How to Find Duplicate and Missing Element

Translator: bryceustc

Author: labuladong

Today we are going to talk about a simple but skillfull problem: find duplicate and missing element. It seems to be similar to the previous problem How to Find Missing Elements, but there are some difference between these two problems.

Here is the detailed description of this problem(LeetCode 645: Set Mismatch)

The set Soriginally contains numbers from 1 to n. But unfortunately, due to the data error, one of the numbers in the set got duplicate to another number in the set, which results in repetition of one number and loss of another number.

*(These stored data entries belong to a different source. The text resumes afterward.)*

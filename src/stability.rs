// -*- coding: utf-8 -*-
// SPDX-License-Identifier: Apache-2.0 OR MIT
// Copyright (C) 2025 Michael Büsch <m@bues.ch>

use crate::{fixpt::Fix16, history::History, median::MedianFilter};

/// Detects when a measured value has settled.
///
/// Every `FETCH` pushed values are reduced to their median and appended
/// to a window of `DEPTH` medians. The value is stable when the window
/// spread is within `TOL_PERMILLE` of the window maximum.
/// After `MAX_PUSH` pushes the filter reports exceeded, so waiting
/// callers can give up with the current average.
#[derive(Clone, Debug)]
pub struct StabilityFilter<
    const TOL_PERMILLE: i32,
    const FETCH: usize,
    const MAX_PUSH: u32,
    const DEPTH: usize = 3,
> {
    median: MedianFilter<FETCH>,
    window: History<Fix16, DEPTH>,
    pushed: u32,
}

impl<const TOL_PERMILLE: i32, const FETCH: usize, const MAX_PUSH: u32, const DEPTH: usize>
    StabilityFilter<TOL_PERMILLE, FETCH, MAX_PUSH, DEPTH>
{
    pub const fn new() -> Self {
        Self {
            median: MedianFilter::new(),
            window: History::new(Fix16::ZERO),
            pushed: 0,
        }
    }

    pub fn reset(&mut self) {
        self.median.reset();
        self.window.clear();
        self.pushed = 0;
    }

    pub fn push(&mut self, value: Fix16) {
        if self.pushed < MAX_PUSH {
            self.pushed += 1;
        }
        self.median.add(value);
        if self.median.is_full() {
            self.window.push_back(self.median.result());
            self.median.reset();
        }
    }

    pub fn is_stable(&self) -> bool {
        if !self.window.is_full() {
            return false;
        }
        let w = self.window.as_slice();
        let min = w.iter().copied().min().unwrap_or(Fix16::ZERO);
        let max = w.iter().copied().max().unwrap_or(Fix16::ZERO);
        let tolerance = max.abs() * Fix16::from_fraction(TOL_PERMILLE, 1000);
        (max - min).abs() <= tolerance
    }

    pub fn is_exceeded(&self) -> bool {
        self.pushed >= MAX_PUSH
    }

    pub fn is_stable_or_exceeded(&self) -> bool {
        self.is_stable() || self.is_exceeded()
    }

    /// Mean of the window. Zero if nothing was collected yet.
    pub fn average(&self) -> Fix16 {
        let w = self.window.as_slice();
        if w.is_empty() {
            return Fix16::ZERO;
        }
        let sum: i64 = w.iter().map(|v| v.to_raw() as i64).sum();
        Fix16::from_q_sat(sum / w.len() as i64)
    }
}

impl<const TOL_PERMILLE: i32, const FETCH: usize, const MAX_PUSH: u32, const DEPTH: usize> Default
    for StabilityFilter<TOL_PERMILLE, FETCH, MAX_PUSH, DEPTH>
{
    fn default() -> Self {
        Self::new()
    }
}


// vim: ts=4 sw=4 expandtab
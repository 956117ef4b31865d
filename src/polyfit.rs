// -*- coding: utf-8 -*-
// SPDX-License-Identifier: Apache-2.0 OR MIT
// Copyright (C) 2025 Michael Büsch <m@bues.ch>

//! Least squares polynomial fit.

/// Maximum number of coefficients (cubic).
pub const MAX_TERMS: usize = 4;

const SINGULAR_EPS: f64 = 1.0e-12;

/// Fit a polynomial with `N` coefficients (order `N - 1`) to the points.
///
/// Coefficients are returned lowest order first.
/// The normal equations are solved in `f64`, because they square the
/// condition of the problem.
/// Returns `None` if there are fewer points than coefficients,
/// if the slices differ in length or if the system is singular.
pub fn polyfit<const N: usize>(x: &[f32], y: &[f32]) -> Option<[f32; N]> {
    if N == 0 || N > MAX_TERMS || x.len() != y.len() || x.len() < N {
        return None;
    }

    // Normal equations: m[r][c] = sum(x^(r+c)), m[r][N] = sum(y * x^r)
    let mut m = [[0.0_f64; MAX_TERMS + 1]; MAX_TERMS];
    for (&xi, &yi) in x.iter().zip(y) {
        let (xi, yi) = (xi as f64, yi as f64);
        let mut pow = [1.0_f64; 2 * MAX_TERMS - 1];
        for k in 1..pow.len() {
            pow[k] = pow[k - 1] * xi;
        }
        for r in 0..N {
            for c in 0..N {
                m[r][c] += pow[r + c];
            }
            m[r][N] += yi * pow[r];
        }
    }

    // Gaussian elimination with partial pivoting.
    for col in 0..N {
        let mut pivot = col;
        for row in col + 1..N {
            if libm::fabs(m[row][col]) > libm::fabs(m[pivot][col]) {
                pivot = row;
            }
        }
        if libm::fabs(m[pivot][col]) < SINGULAR_EPS {
            return None;
        }
        m.swap(col, pivot);
        for row in col + 1..N {
            let f = m[row][col] / m[col][col];
            for c in col..=N {
                m[row][c] -= f * m[col][c];
            }
        }
    }

    // Back substitution.
    let mut coeffs = [0.0_f64; N];
    for row in (0..N).rev() {
        let mut acc = m[row][N];
        for c in row + 1..N {
            acc -= m[row][c] * coeffs[c];
        }
        coeffs[row] = acc / m[row][row];
    }

    let mut out = [0.0_f32; N];
    for (o, c) in out.iter_mut().zip(coeffs) {
        *o = c as f32;
    }

    if out.iter().all(|c| c.is_finite()) {
        Some(out)
    } else {
        None
    }
}

/// Evaluate a polynomial given lowest order first.
pub fn polyval(coeffs: &[f32], x: f32) -> f32 {
    coeffs.iter().rev().fold(0.0, |acc, &c| acc * x + c)
}

#[cfg(test)]
mod test {
    use super::*;

    fn close(a: f32, b: f32) -> bool {
        (a - b).abs() < 1.0e-3
    }

    #[test]
    fn test_line() {
        let x = [0.0, 1.0, 2.0, 3.0];
        let y = [1.0, 3.0, 5.0, 7.0];
        let c: [f32; 2] = polyfit(&x, &y).unwrap();
        assert!(close(c[0], 1.0));
        assert!(close(c[1], 2.0));
        assert!(close(polyval(&c, 10.0), 21.0));
    }

    #[test]
    fn test_least_squares() {
        // Symmetric noise around y = x.
        let x = [0.0, 1.0, 2.0, 3.0];
        let y = [0.1, 0.9, 2.1, 2.9];
        let c: [f32; 2] = polyfit(&x, &y).unwrap();
        assert!((c[1] - 1.0).abs() < 0.1);
    }

    #[test]
    fn test_cubic_exact() {
        let f = |x: f32| 0.5 - x + 0.25 * x * x + 2.0 * x * x * x;
        let x = [0.1, 0.5, 0.65, 0.7];
        let y = x.map(f);
        let c: [f32; 4] = polyfit(&x, &y).unwrap();
        for xi in [0.2, 0.3, 0.6] {
            assert!((polyval(&c, xi) - f(xi)).abs() < 1.0e-2);
        }
    }

    #[test]
    fn test_degenerate() {
        assert!(polyfit::<2>(&[1.0], &[1.0]).is_none());
        assert!(polyfit::<2>(&[1.0, 1.0, 1.0], &[1.0, 2.0, 3.0]).is_none());
        assert!(polyfit::<2>(&[1.0, 2.0], &[1.0]).is_none());
        assert!(polyfit::<5>(&[0.0; 8], &[0.0; 8]).is_none());
    }
}

// vim: ts=4 sw=4 expandtab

Given an array nums representing the data status of this set after the error. Your task is to firstly find the number occurs twice and then find the number that is missing. Return them in the form of an array.

Example 1:

Input: nums = [1,2,2,4]
Output: [2,3]

Actually, it's easy to solve this problem. Firstly, traverse over the whole nums array and use HashMap to store the number of times each element of the array. After this, we can consider every number from 1 to n, and check for its presence in map.

But here's a problem. This solution requires a HashMap that means the space complexity is O(n). We check the condition again. Consider the numbers from 1 to n, which happens to be one duplicate element and one missing element. There must be something strange about things going wrong.

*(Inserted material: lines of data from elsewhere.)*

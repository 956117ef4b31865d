// -*- coding: utf-8 -*-
// SPDX-License-Identifier: Apache-2.0 OR MIT
// Copyright (C) 2025 Michael Büsch <m@bues.ch>

//! Saturating Q16.16 fixed point.

/// Signed Q16.16 fixed point number.
///
/// All arithmetic saturates at the numeric range limits.
#[derive(Copy, Clone, PartialEq, Eq, PartialOrd, Ord, Default, Debug)]
#[cfg_attr(feature = "defmt", derive(defmt::Format))]
#[repr(transparent)]
pub struct Fix16(i32);

macro_rules! fix16 {
    ($numerator:literal / $denominator:literal) => {
        $crate::fixpt::Fix16::from_fraction($numerator, $denominator)
    };
    ($numerator:ident / $denominator:literal) => {
        $crate::fixpt::Fix16::from_fraction($numerator, $denominator)
    };
    ($value:literal) => {
        $crate::fixpt::Fix16::from_f32($value as f32)
    };
}
pub(crate) use fix16;

impl Fix16 {
    pub const SHIFT: u32 = 16;

    pub const ZERO: Self = Self(0);
    pub const ONE: Self = Self(1 << Self::SHIFT);
    pub const MAX: Self = Self(i32::MAX);
    pub const MIN: Self = Self(i32::MIN);

    pub const fn from_raw(raw: i32) -> Self {
        Self(raw)
    }

    pub const fn to_raw(self) -> i32 {
        self.0
    }

    pub const fn from_int(int: i32) -> Self {
        Self::from_q_sat((int as i64) << Self::SHIFT)
    }

    /// Division by zero saturates toward the sign of the numerator.
    pub const fn from_fraction(numerator: i32, denominator: i32) -> Self {
        if denominator == 0 {
            Self::saturated(numerator >= 0)
        } else {
            Self::from_q_sat(((numerator as i64) << Self::SHIFT) / denominator as i64)
        }
    }

    /// Convert from float, rounding to nearest. NaN converts to zero.
    pub const fn from_f32(value: f32) -> Self {
        let q = value * (1 << Self::SHIFT) as f32;
        let q = if q >= 0.0 { q + 0.5 } else { q - 0.5 };
        // `as` saturates at the i32 limits.
        Self(q as i32)
    }

    pub fn to_f32(self) -> f32 {
        self.0 as f32 / (1 << Self::SHIFT) as f32
    }

    /// Integer part, rounded toward negative infinity.
    pub const fn to_int(self) -> i32 {
        self.0 >> Self::SHIFT
    }

    pub const fn from_q_sat(v: i64) -> Self {
        if v < i32::MIN as i64 {
            Self::MIN
        } else if v > i32::MAX as i64 {
            Self::MAX
        } else {
            Self(v as i32)
        }
    }

    const fn saturated(positive: bool) -> Self {
        if positive { Self::MAX } else { Self::MIN }
    }

    pub const fn add(self, other: Self) -> Self {
        Self(self.0.saturating_add(other.0))
    }

    pub const fn sub(self, other: Self) -> Self {
        Self(self.0.saturating_sub(other.0))
    }

    pub const fn mul(self, other: Self) -> Self {
        Self::from_q_sat(self.mul_wide(other) >> Self::SHIFT)
    }

    pub const fn div(self, other: Self) -> Self {
        if other.0 == 0 {
            Self::saturated(self.0 >= 0)
        } else {
            Self::from_q_sat(((self.0 as i64) << Self::SHIFT) / other.0 as i64)
        }
    }

    pub const fn neg(self) -> Self {
        Self(self.0.saturating_neg())
    }

    pub const fn abs(self) -> Self {
        Self(self.0.saturating_abs())
    }

    pub const fn half(self) -> Self {
        Self(self.0 >> 1)
    }

    pub const fn is_positive(self) -> bool {
        self.0 > 0
    }

    /// Full precision Q32.32 product.
    pub const fn mul_wide(self, other: Self) -> i64 {
        self.0 as i64 * other.0 as i64
    }

    /// Ratio of two Q32.32 accumulators.
    ///
    /// A zero denominator saturates toward the sign of the numerator.
    pub const fn from_wide_ratio(numerator: i64, denominator: i64) -> Self {
        if denominator == 0 {
            Self::saturated(numerator >= 0)
        } else {
            let q = ((numerator as i128) << Self::SHIFT) / denominator as i128;
            if q < i32::MIN as i128 {
                Self::MIN
            } else if q > i32::MAX as i128 {
                Self::MAX
            } else {
                Self(q as i32)
            }
        }
    }

    /// Convert a Q32.32 value back to Q16.16.
    pub const fn from_wide(v: i64) -> Self {
        Self::from_q_sat(v >> Self::SHIFT)
    }
}

impl From<i16> for Fix16 {
    fn from(value: i16) -> Self {
        Self::from_int(value.into())
    }
}

impl From<u16> for Fix16 {
    fn from(value: u16) -> Self {
        Self::from_int(value.into())
    }
}

impl core::ops::Add for Fix16 {
    type Output = Self;

    fn add(self, other: Self) -> Self {
        Fix16::add(self, other)
    }
}

impl core::ops::AddAssign for Fix16 {
    fn add_assign(&mut self, other: Self) {
        *self = *self + other;
    }
}

impl core::ops::Sub for Fix16 {
    type Output = Self;

    fn sub(self, other: Self) -> Self {
        Fix16::sub(self, other)
    }
}

impl core::ops::SubAssign for Fix16 {
    fn sub_assign(&mut self, other: Self) {
        *self = *self - other;
    }
}

impl core::ops::Mul for Fix16 {
    type Output = Self;

    fn mul(self, other: Self) -> Self {
        Fix16::mul(self, other)
    }
}

impl core::ops::MulAssign for Fix16 {
    fn mul_assign(&mut self, other: Self) {
        *self = *self * other;
    }
}

impl core::ops::Div for Fix16 {
    type Output = Self;

    fn div(self, other: Self) -> Self {
        Fix16::div(self, other)
    }
}

impl core::ops::DivAssign for Fix16 {
    fn div_assign(&mut self, other: Self) {
        *self = *self / other;
    }
}

impl core::ops::Neg for Fix16 {
    type Output = Self;

    fn neg(self) -> Self {
        Fix16::neg(self)
    }
}

impl curveipo::CurvePoint<Fix16> for (Fix16, Fix16) {
    fn x(&self) -> Fix16 {
        self.0
    }

    fn y(&self) -> Fix16 {
        self.1
    }
}

impl curveipo::CurveIpo for Fix16 {
    fn lin_inter(
        &self,
        left: &impl curveipo::CurvePoint<Self>,
        right: &impl curveipo::CurvePoint<Self>,
    ) -> Self {
        let dx = right.x() - left.x();
        let dy = right.y() - left.y();
        if dx == Fix16::ZERO {
            left.y()
        } else {
            // Multiply before dividing to keep the fraction bits of small slopes.
            let num = (*self - left.x()).mul_wide(dy);
            Fix16::from_wide_ratio(num, dx.mul_wide(Fix16::ONE)) + left.y()
        }
    }
}

#[cfg(test)]
mod test {
    use super::*;

    #[test]
    fn test_conv() {
        assert_eq!(fix16!(1).to_raw(), 0x10000);
        assert_eq!(fix16!(-2).to_raw(), -0x20000);
        assert_eq!(fix16!(0.5).to_raw(), 0x8000);
        assert_eq!(fix16!(1 / 4).to_raw(), 0x4000);
        assert_eq!(fix16!(0.1).to_raw(), 6554);
        assert_eq!(Fix16::from_int(3).to_int(), 3);
        assert_eq!(Fix16::from_int(100_000), Fix16::MAX);
        assert_eq!(Fix16::from_f32(1.0e9), Fix16::MAX);
        assert_eq!(Fix16::from_f32(f32::NAN), Fix16::ZERO);
        assert!((fix16!(0.35).to_f32() - 0.35).abs() < 1.0e-4);
    }

    #[test]
    fn test_arith() {
        assert_eq!(fix16!(1.5) + fix16!(2), fix16!(3.5));
        assert_eq!(fix16!(1.5) - fix16!(2), fix16!(-0.5));
        assert_eq!(fix16!(1.5) * fix16!(2), fix16!(3));
        assert_eq!(fix16!(3) / fix16!(2), fix16!(1.5));
        assert_eq!(-fix16!(3), fix16!(-3));
        assert_eq!(fix16!(-3).abs(), fix16!(3));
        assert_eq!(fix16!(3).half(), fix16!(1.5));
    }

    #[test]
    fn test_saturation() {
        assert_eq!(Fix16::MAX + fix16!(1), Fix16::MAX);
        assert_eq!(Fix16::MIN - fix16!(1), Fix16::MIN);
        assert_eq!(fix16!(20000) * fix16!(20000), Fix16::MAX);
        assert_eq!(fix16!(-20000) * fix16!(20000), Fix16::MIN);
        assert_eq!(-Fix16::MIN, Fix16::MAX);
        assert_eq!(fix16!(1) / Fix16::ZERO, Fix16::MAX);
        assert_eq!(fix16!(-1) / Fix16::ZERO, Fix16::MIN);
        assert_eq!(Fix16::from_fraction(1, 0), Fix16::MAX);
    }

    #[test]
    fn test_wide() {
        let p = fix16!(300).mul_wide(fix16!(10));
        let i2 = fix16!(10).mul_wide(fix16!(10));
        assert_eq!(Fix16::from_wide_ratio(p, i2), fix16!(30));
        assert_eq!(Fix16::from_wide(p), fix16!(3000));
        assert_eq!(Fix16::from_wide_ratio(p, 0), Fix16::MAX);
    }

    #[test]
    fn test_lin_inter() {
        use curveipo::CurveIpo;
        let l = (fix16!(0), fix16!(0));
        let r = (fix16!(1), fix16!(2));
        assert_eq!(fix16!(0.5).lin_inter(&l, &r), fix16!(1));
        assert_eq!(fix16!(0.25).lin_inter(&l, &r), fix16!(0.5));
        let flat = (fix16!(0), fix16!(7));
        assert_eq!(fix16!(0).lin_inter(&flat, &flat), fix16!(7));
    }
}

// vim: ts=4 sw=4 expandtab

We must traverse over the whole nums array of size n for each of the numbers from 1 to n. That means the time complexity is O(n). So we can think how to save the space used to reduce the space complexity to O(1).

Analysis

The characteristic of this problem is that each element has a certain correspondence with the array index.

Let's change the condition of the problem temporarily. Change the elements in nums array to [0..N-1]. Therefore, each element corresponds exactly to an array index, which is easy to understand.

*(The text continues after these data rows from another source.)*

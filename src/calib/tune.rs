// -*- coding: utf-8 -*-
// SPDX-License-Identifier: Apache-2.0 OR MIT
// Copyright (C) 2025 Michael Büsch <m@bues.ch>

//! Building blocks of the gain auto-tuning experiments.

use super::{CalibCtx, StageStatus};
use crate::{
    analog::Sample,
    config::ConfigStore,
    filter::Filter,
    fixpt::{Fix16, fix16},
    mains::MAINS_FREQ,
    median::MedianFilter,
    regulator::Regulator,
    stability::StabilityFilter,
    timer::TICK_FREQ,
};

/// Gain auto-tuning of one regulator law.
pub trait GainTuner<R: Regulator>: Default {
    fn tick<S: ConfigStore>(&mut self, ctx: &mut CalibCtx<'_, R, S>, sample: &Sample)
    -> StageStatus;
}

/// Open loop setpoints of the start/stop measurement.
const STEP_LOW: Fix16 = fix16!(0.35);
const STEP_HIGH: Fix16 = fix16!(0.7);
/// Record every n-th mains period.
const RECORD_DECIMATION: u8 = 10;
const RECORD_LEN: usize = 60;
/// Speed low pass. fc = 5 Hz at fs = 50 Hz, alpha = 0.38587.
const SPEED_LOWPASS_DIV: Fix16 = fix16!(2.5915);
/// A step response is considered to have arrived when the
/// remaining deviation is within this fraction of the step.
const ARRIVAL: Fix16 = fix16!(0.15);
/// `ln(0.02) / ln(0.15)`: scales the 15% arrival time to 2% settling.
const SETTLE_ADJUST: Fix16 = fix16!(2.062085);
/// Motor time constant limits, in seconds.
const MOTOR_TIME_MIN: Fix16 = fix16!(0.1);
const MOTOR_TIME_MAX: Fix16 = fix16!(10);

/// 1% tolerance over medians of 12 mains periods.
/// Gives up after about 3 seconds.
type StepTracker = StabilityFilter<10, 12, { 12 * 13 }>;

/// Low passed speed samples of one step response.
#[derive(Clone, Debug)]
struct StepRecord {
    data: [Fix16; RECORD_LEN],
    len: usize,
    ticks: u32,
    periods: u8,
}

impl StepRecord {
    const fn new() -> Self {
        Self {
            data: [Fix16::ZERO; RECORD_LEN],
            len: 0,
            ticks: 0,
            periods: 0,
        }
    }

    /// Restart with the initial value of a new step.
    fn start(&mut self, speed: Fix16) {
        *self = Self::new();
        self.data[0] = speed;
        self.len = 1;
    }

    fn is_full(&self) -> bool {
        self.len >= RECORD_LEN
    }

    /// Count one mains period.
    fn period(&mut self, speed: Fix16) {
        if self.is_full() {
            return;
        }
        self.periods += 1;
        if self.periods >= RECORD_DECIMATION {
            self.periods = 0;
            self.data[self.len] = speed;
            self.len += 1;
        }
    }

    /// Time until the response arrived, in seconds.
    fn arrival_time(&self) -> Fix16 {
        if self.len < 2 {
            return Fix16::ZERO;
        }
        let initial = self.data[0];
        let steady = self.data[self.len - 1];
        let window = (steady - initial).abs() * ARRIVAL;
        let Some(i) = self.data[..self.len]
            .iter()
            .position(|v| (*v - steady).abs() <= window)
        else {
            return Fix16::ZERO;
        };
        let ticks = i as u64 * self.ticks as u64 / self.len as u64;
        Fix16::from_wide_ratio(ticks as i64, TICK_FREQ as i64)
    }
}

#[derive(Clone, Copy, PartialEq, Eq, Debug)]
enum StepPhase {
    Low,
    Rise,
    Fall,
}

/// Measures the open loop start and stop time of the motor.
#[derive(Clone, Debug)]
pub struct StartStopMeter {
    phase: StepPhase,
    tracker: StepTracker,
    lowpass: Filter,
    record: StepRecord,
    rise_time: Fix16,
}

impl StartStopMeter {
    pub const fn new() -> Self {
        Self {
            phase: StepPhase::Low,
            tracker: StepTracker::new(),
            lowpass: Filter::new(SPEED_LOWPASS_DIV),
            record: StepRecord::new(),
            rise_time: Fix16::ZERO,
        }
    }

    fn next_step(&mut self, speed: Fix16, phase: StepPhase) {
        self.tracker.reset();
        self.lowpass.preset(speed);
        self.record.start(speed);
        self.phase = phase;
    }

    /// Returns the motor time constant, in seconds, once measured.
    pub fn tick<R: Regulator, S: ConfigStore>(
        &mut self,
        ctx: &mut CalibCtx<'_, R, S>,
        sample: &Sample,
    ) -> Option<Fix16> {
        let speed = ctx.speedo.speed();
        ctx.set_setpoint(match self.phase {
            StepPhase::Low | StepPhase::Fall => STEP_LOW,
            StepPhase::Rise => STEP_HIGH,
        });
        if self.phase != StepPhase::Low {
            self.record.ticks += 1;
        }
        if !sample.zero_cross_up {
            return None;
        }

        self.tracker.push(speed);
        if self.phase != StepPhase::Low {
            let filtered = self.lowpass.run(speed);
            self.record.period(filtered);
        }
        if !self.tracker.is_stable_or_exceeded() && !self.record.is_full() {
            return None;
        }

        match self.phase {
            StepPhase::Low => {
                self.next_step(speed, StepPhase::Rise);
                None
            }
            StepPhase::Rise => {
                self.rise_time = self.record.arrival_time();
                self.next_step(speed, StepPhase::Fall);
                None
            }
            StepPhase::Fall => {
                let fall_time = self.record.arrival_time();
                let t = ((self.rise_time + fall_time) * SETTLE_ADJUST)
                    .max(MOTOR_TIME_MIN)
                    .min(MOTOR_TIME_MAX);
                info!("calib tune: start {} s, stop {} s, motor time {} s", self.rise_time, fall_time, t);
                Some(t)
            }
        }
    }
}

impl Default for StartStopMeter {
    fn default() -> Self {
        Self::new()
    }
}

/// Number of bisection iterations.
/// Starting from a step of 4 this leaves 4 / 2^7 = 0.03 uncertainty.
pub const HALF_CUT_ITERATIONS: u8 = 7;

/// How a measured cost decides the search direction.
#[derive(Clone, Copy, PartialEq, Eq, Debug)]
pub enum Cost {
    /// Oscillation amplitude. Continue upward while the amplitude stays
    /// within `margin` times the reference amplitude.
    Amplitude { margin: Fix16 },
    /// Low passed speed peak. Continue upward while the peak exceeds the
    /// reference peak by more than `limit` (relative).
    Overshoot { limit: Fix16 },
}

impl Cost {
    /// True, if the next step goes upward.
    pub fn upward(&self, cost: Fix16, reference: Fix16) -> bool {
        match *self {
            Cost::Amplitude { margin } => cost <= reference * margin,
            Cost::Overshoot { limit } => {
                if reference.is_positive() {
                    (cost - reference) / reference > limit
                } else {
                    // No reference motion. Stay on the slow side.
                    true
                }
            }
        }
    }
}

/// Bisection ("half-cut") search.
///
/// The direction of each step is decided by comparing the cost of the
/// current value against the cost measured in the first iteration.
/// The step size is halved every iteration.
#[derive(Clone, Debug)]
pub struct HalfCut {
    value: Fix16,
    step: Fix16,
    reference: Option<Fix16>,
    iteration: u8,
}

impl HalfCut {
    pub const fn new(start: Fix16, step: Fix16) -> Self {
        Self {
            value: start,
            step: step.abs(),
            reference: None,
            iteration: 0,
        }
    }

    pub fn value(&self) -> Fix16 {
        self.value
    }

    /// Size of the next step. This is the remaining uncertainty.
    pub fn step(&self) -> Fix16 {
        self.step
    }

    pub fn iteration(&self) -> u8 {
        self.iteration
    }

    pub fn is_done(&self) -> bool {
        self.iteration >= HALF_CUT_ITERATIONS
    }

    /// Feed the cost measured with the current value and step.
    pub fn feed(&mut self, cost: Fix16, rule: Cost) {
        if self.is_done() {
            return;
        }
        let reference = *self.reference.get_or_insert(cost);
        if rule.upward(cost, reference) {
            self.value += self.step;
        } else {
            self.value -= self.step;
        }
        self.step = self.step.half();
        self.iteration += 1;
    }
}

/// Oscillation amplitude over medians of 12 mains periods.
#[derive(Clone, Debug)]
struct AmplitudeMeter {
    median: MedianFilter<12>,
    min: Option<Fix16>,
    max: Option<Fix16>,
}

impl AmplitudeMeter {
    const fn new() -> Self {
        Self {
            median: MedianFilter::new(),
            min: None,
            max: None,
        }
    }

    fn push(&mut self, speed: Fix16) {
        self.median.add(speed);
        if self.median.is_full() {
            let m = self.median.result();
            self.median.reset();
            self.min = Some(self.min.map_or(m, |v| v.min(m)));
            self.max = Some(self.max.map_or(m, |v| v.max(m)));
        }
    }

    fn amplitude(&self) -> Fix16 {
        match (self.min, self.max) {
            (Some(min), Some(max)) => max - min,
            _ => Fix16::ZERO,
        }
    }
}

/// Peak of the low passed speed.
#[derive(Clone, Debug)]
struct OvershootMeter {
    lowpass: Filter,
    peak: Option<Fix16>,
}

impl OvershootMeter {
    const fn new() -> Self {
        Self {
            lowpass: Filter::new(SPEED_LOWPASS_DIV),
            peak: None,
        }
    }

    fn push(&mut self, speed: Fix16) {
        let filtered = match self.peak {
            None => {
                self.lowpass.preset(speed);
                speed
            }
            Some(_) => self.lowpass.run(speed),
        };
        self.peak = Some(self.peak.map_or(filtered, |p| p.max(filtered)));
    }

    fn peak(&self) -> Fix16 {
        self.peak.unwrap_or(Fix16::ZERO)
    }
}

/// One gain search experiment.
#[derive(Clone, Copy, Debug)]
pub struct SearchPlan {
    /// Virtual knob while settling with the safe gains.
    pub settle_knob: Fix16,
    /// Virtual knob while measuring the candidate.
    pub measure_knob: Fix16,
    pub start: Fix16,
    pub step: Fix16,
    pub cost: Cost,
    /// Measurement window, in seconds.
    pub window: Fix16,
}

/// Gains the tuner must apply on this tick.
#[derive(Clone, Copy, PartialEq, Eq, Debug)]
pub enum Trial {
    /// Known safe gains for settling.
    Settle,
    /// The candidate value under test.
    Candidate(Fix16),
}

#[derive(Clone, Copy, PartialEq, Eq, Debug)]
enum SearchPhase {
    Settle,
    Measure { periods: u32 },
}

/// Closed loop bisection search for one gain.
///
/// Each iteration settles the loop with safe gains until the speed is
/// stable, then runs the candidate for the measurement window and feeds
/// the cost into the [HalfCut].
#[derive(Clone, Debug)]
pub struct GainSearch {
    plan: SearchPlan,
    phase: SearchPhase,
    cut: HalfCut,
    tracker: StepTracker,
    amplitude: AmplitudeMeter,
    overshoot: OvershootMeter,
}

impl GainSearch {
    pub fn new(plan: SearchPlan) -> Self {
        Self {
            plan,
            phase: SearchPhase::Settle,
            cut: HalfCut::new(plan.start, plan.step),
            tracker: StepTracker::new(),
            amplitude: AmplitudeMeter::new(),
            overshoot: OvershootMeter::new(),
        }
    }

    fn window_periods(&self) -> u32 {
        (self.plan.window * Fix16::from_int(MAINS_FREQ as i32)).to_int().max(1) as u32
    }

    /// Run one tick. `apply` sets the regulator gains for the trial.
    /// Returns the final value after the last iteration.
    pub fn tick<R: Regulator, S: ConfigStore>(
        &mut self,
        ctx: &mut CalibCtx<'_, R, S>,
        sample: &Sample,
        apply: impl FnOnce(&mut R, Trial),
    ) -> Option<Fix16> {
        match self.phase {
            SearchPhase::Settle => {
                apply(&mut *ctx.regulator, Trial::Settle);
                ctx.regulate(self.plan.settle_knob);
                if sample.zero_cross_up {
                    self.tracker.push(ctx.speedo.speed());
                    if self.tracker.is_stable_or_exceeded() {
                        self.tracker.reset();
                        self.amplitude = AmplitudeMeter::new();
                        self.overshoot = OvershootMeter::new();
                        self.phase = SearchPhase::Measure { periods: 0 };
                    }
                }
            }
            SearchPhase::Measure { periods } => {
                apply(&mut *ctx.regulator, Trial::Candidate(self.cut.value()));
                ctx.regulate(self.plan.measure_knob);
                if sample.zero_cross_up {
                    let speed = ctx.speedo.speed();
                    self.amplitude.push(speed);
                    self.overshoot.push(speed);
                    let periods = periods + 1;
                    self.phase = SearchPhase::Measure { periods };

                    if periods >= self.window_periods() {
                        let cost = match self.plan.cost {
                            Cost::Amplitude { .. } => self.amplitude.amplitude(),
                            Cost::Overshoot { .. } => self.overshoot.peak(),
                        };
                        debug!(
                            "calib tune: iteration {} value {} cost {}",
                            self.cut.iteration(),
                            self.cut.value(),
                            cost
                        );
                        self.cut.feed(cost, self.plan.cost);
                        if self.cut.is_done() {
                            return Some(self.cut.value());
                        }
                        self.phase = SearchPhase::Settle;
                    }
                }
            }
        }
        None
    }
}


// vim: ts=4 sw=4 expandtab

We assume that there are no duplicate or missing elements in the array. Therefore, each element corresponds to a unique index value.

But the question now is one number is repeated that results which results in loss of another number. What would happen? This will result in two elements corresponding to the same index, and there will be an index with no elements to correspond.

If we can somehow find the duplicate corresponding index, which means we find the duplicate element. Then find the index that no element to correspond that also means we find the missing element.

So, how do you determine how many elements of an index correspond to without using extra space? Here is the subtlety of the question.

By turning the element corresponding to each index into a negative number, it indicates that this index has been mapped once.

If we find a duplicate element 4, the intuitive result is that the element corresponding to index 4is already negative.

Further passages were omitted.